Figure 3: Soluble tau aggregation occurs in the proximity of lysosomes.

To model the tau fibril uptake mechanism by astrocytes in vitro, we treated astrocytes stably expressing K18.tau-mClover and TMEM192-RFP with PFF (a). These dual astrocytes were used in live imaging experiments to determine what impact PFF endocytosis had on the cytoplasmic pool of tau (b). At rest, cells had diffuse K18.tau expression that did not interact with lysosomes (top panel). After 24 hours of fibril treatment, K18.tau aggregates could be detected in close proximity to TMEM192-positive lysosomes (middle panel). The amount of K18 aggregation increased at 48 hours post-treatment with numerous lysosomes found associated with large K18 aggregates (lower panel). Representative trace of a lysosome-associated K18 aggregate during brief time-lapse imaging (c) (n=393).
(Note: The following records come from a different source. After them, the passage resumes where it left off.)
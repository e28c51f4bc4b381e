use std::sync::Arc;

use crate::routes::Route;

/// Trait for resolving the proxy route of a request path
pub trait UpstreamResolver: Send + Sync {
    /// Route for the path, or `None` when the request is not proxied
    fn resolve_route(&self, path: &str) -> Option<Arc<Route>>;
}
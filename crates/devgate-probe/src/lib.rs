//! Devgate Probe - WebSocket connectivity checks
//!
//! A one-shot probe that opens a single WebSocket connection with a token in
//! the query string and reports its lifecycle events, plus scripted checks of
//! the backend's named channels.

pub mod auth;
pub mod checks;
pub mod error;
pub mod events;
pub mod runner;
pub mod target;
pub mod threat_events;
pub mod token;

pub use auth::login;
pub use checks::{run_check, Channel, CheckOptions, CheckReport, ThreatFilters, CONNECT_TIMEOUT};
pub use error::ProbeError;
pub use events::{ConsoleHandler, EventGate, GateState, ProbeEvent, ProbeHandler};
pub use runner::{run_probe, ProbeOutcome};
pub use target::{http_to_ws, ProbeTarget};
pub use threat_events::{create_threat_event, ThreatEvent, THREAT_EVENTS_PATH};
pub use token::{TokenSource, DEFAULT_TOKEN_ENV};
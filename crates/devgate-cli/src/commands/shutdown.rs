use devgate_proxy::ProxyShutdownSignal;
use std::future::Future;
use std::pin::Pin;
use tracing::{error, info};

/// Shutdown signal for Ctrl+C
pub struct CtrlCShutdownSignal;

impl ProxyShutdownSignal for CtrlCShutdownSignal {
    fn wait_for_signal(&self) -> Pin<Box<dyn Future<Output = ()> + Send>> {
        Box::pin(async move {
            if let Err(e) = tokio::signal::ctrl_c().await {
                // Without a signal handler the server runs until killed
                error!("Failed to listen for ctrl-c signal: {}", e);
                std::future::pending::<()>().await;
            }
            info!("Received Ctrl+C, shutting down...");
        })
    }
}
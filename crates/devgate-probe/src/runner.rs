use futures_util::StreamExt;
use tokio_tungstenite::connect_async;
use tokio_tungstenite::tungstenite::Message;
use tracing::{debug, info};

use crate::events::{
    EventGate, GateState, ProbeEvent, ProbeHandler, ABNORMAL_CLOSURE, NO_STATUS_RECEIVED,
};

/// What happened during a probe run
#[derive(Debug, Clone, Default, PartialEq, Eq)]
pub struct ProbeOutcome {
    pub opened: bool,
    pub messages: usize,
    pub error: Option<String>,
    pub close_code: Option<u16>,
    pub close_reason: Option<String>,
}

struct ProbeSession<'a, H: ProbeHandler + ?Sized> {
    gate: EventGate,
    handler: &'a mut H,
    outcome: ProbeOutcome,
}

impl<'a, H: ProbeHandler + ?Sized> ProbeSession<'a, H> {
    fn new(handler: &'a mut H) -> Self {
        Self {
            gate: EventGate::new(),
            handler,
            outcome: ProbeOutcome::default(),
        }
    }

    fn emit(&mut self, event: ProbeEvent) {
        let snapshot = event.clone();
        if !self.gate.dispatch(&mut *self.handler, event) {
            debug!("Dropped {:?} in state {:?}", snapshot, self.gate.state());
            return;
        }
        match snapshot {
            ProbeEvent::Open => self.outcome.opened = true,
            ProbeEvent::Message(_) => self.outcome.messages += 1,
            ProbeEvent::Error(error) => self.outcome.error = Some(error),
            ProbeEvent::Close { code, reason } => {
                self.outcome.close_code = Some(code);
                self.outcome.close_reason = Some(reason);
            }
        }
    }

    fn fail(&mut self, error: String) {
        self.emit(ProbeEvent::Error(error));
        self.emit(ProbeEvent::Close {
            code: ABNORMAL_CLOSURE,
            reason: String::new(),
        });
    }

    fn finish(mut self) -> ProbeOutcome {
        if self.gate.state() != GateState::Closed {
            self.emit(ProbeEvent::Close {
                code: ABNORMAL_CLOSURE,
                reason: String::new(),
            });
        }
        self.outcome
    }
}

/// Open one connection and report its lifecycle to `handler`.
///
/// Runs until the server closes the connection or the transport fails.
/// Transport failures are reported through `on_error`/`on_close`, never
/// returned.
pub async fn run_probe<H>(url: &str, handler: &mut H) -> ProbeOutcome
where
    H: ProbeHandler + ?Sized,
{
    let mut session = ProbeSession::new(handler);
    debug!("Connecting to {}", url.split('?').next().unwrap_or(url));

    let mut stream = match connect_async(url).await {
        Ok((stream, response)) => {
            debug!("Handshake completed with status {}", response.status());
            stream
        }
        Err(e) => {
            session.fail(e.to_string());
            return session.finish();
        }
    };
    session.emit(ProbeEvent::Open);

    while let Some(frame) = stream.next().await {
        match frame {
            Ok(Message::Text(text)) => session.emit(ProbeEvent::Message(text)),
            Ok(Message::Binary(data)) => session.emit(ProbeEvent::Message(
                String::from_utf8_lossy(&data).into_owned(),
            )),
            Ok(Message::Close(frame)) => {
                let (code, reason) = frame
                    .map(|f| (u16::from(f.code), f.reason.into_owned()))
                    .unwrap_or((NO_STATUS_RECEIVED, String::new()));
                session.emit(ProbeEvent::Close { code, reason });
            }
            Ok(Message::Ping(_) | Message::Pong(_) | Message::Frame(_)) => {}
            Err(e) => {
                session.fail(e.to_string());
                break;
            }
        }
    }

    let outcome = session.finish();
    info!(
        opened = outcome.opened,
        messages = outcome.messages,
        close_code = outcome.close_code.unwrap_or_default(),
        "Probe finished"
    );
    outcome
}
//! Devgate Proxy - Pingora-based dev and preview server
//!
//! Forwards configured path prefixes to their upstream origin (tunnelling
//! WebSocket upgrades where enabled) and serves static files for every
//! other request.

pub mod config;
pub mod error;
pub mod headers;
pub mod listener;
pub mod proxy;
pub mod routes;
pub mod server;
pub mod static_files;
pub mod traits;

// Re-export main types and functions
pub use config::*;
pub use error::ProxyError;
pub use headers::*;
pub use listener::bind_listener;
pub use proxy::*;
pub use routes::*;
pub use server::*;
pub use static_files::StaticFiles;
pub use traits::*;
Representative cell from the PFF seeding assay repeated with fluorescently labeled PFF to verify lysosomal accumulation and association with K18 aggregates (d) (n=100). Fluorescence intensity plot of the line scan shown in (d), revealing the spatial distribution of PFF, lysosomes, and K18 aggregates (e). (f) Quantification of the number of lysosome-tethered versus shed tau aggregates (n=3 replicates, 3 random and independent fields of 20 cells per replicate, n=60 cells). Scale bars: 10 µm (b,d); 2 µm (c).